PROBLEM> The records sit below. Return every line in them that holds the word "ChunkId".

───── EXERCISE INPUT

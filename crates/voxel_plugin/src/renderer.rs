//! Renderer handoff interface, §4.8 (interface only — no concrete
//! implementation lives in this crate). `bevy_voxel_plugin` provides the
//! only implementation in this repo, built on Bevy `Mesh`/`Commands`,
//! analogous to the teacher's `infra/bevy_adapters` module.

use crate::chunk::ChunkId;
use crate::meshing::ChunkMeshData;

/// Capabilities the streaming pipeline core needs from a renderer. No
/// guarantee is made about synchronous completion — the renderer may defer
/// GPU upload; the pipeline treats the handoff as acknowledgment of receipt.
pub trait RendererHandoff: Send + Sync {
  /// Transfer ownership of a freshly meshed chunk's CPU-side data to the
  /// renderer for upload.
  fn update_chunk_mesh_from_cpu(&self, chunk_coord: ChunkId, lod_level: i32, mesh: ChunkMeshData);

  /// Remove a chunk's renderable representation entirely (unload).
  fn remove_chunk(&self, chunk_coord: ChunkId);

  /// Remove every chunk's renderable representation (shutdown).
  fn clear_all_chunks(&self);

  /// Apply a batch of morph-factor updates in one call, per §4.6 step 6's
  /// "batch entries whose change exceeds 0.01".
  fn update_lod_transitions_batch(&self, updates: &[(ChunkId, f32)]);

  /// Toggle a chunk's visibility without removing its renderable data.
  fn set_chunk_visible(&self, chunk_coord: ChunkId, visible: bool);
}

#[cfg(test)]
#[path = "renderer_test.rs"]
mod renderer_test;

──────────

FINISHED EXERCISE>
use crate::chunk::ChunkId;
  fn update_chunk_mesh_from_cpu(&self, chunk_coord: ChunkId, lod_level: i32, mesh: ChunkMeshData);
  fn remove_chunk(&self, chunk_coord: ChunkId);
  fn update_lod_transitions_batch(&self, updates: &[(ChunkId, f32)]);
  fn set_chunk_visible(&self, chunk_coord: ChunkId, visible: bool);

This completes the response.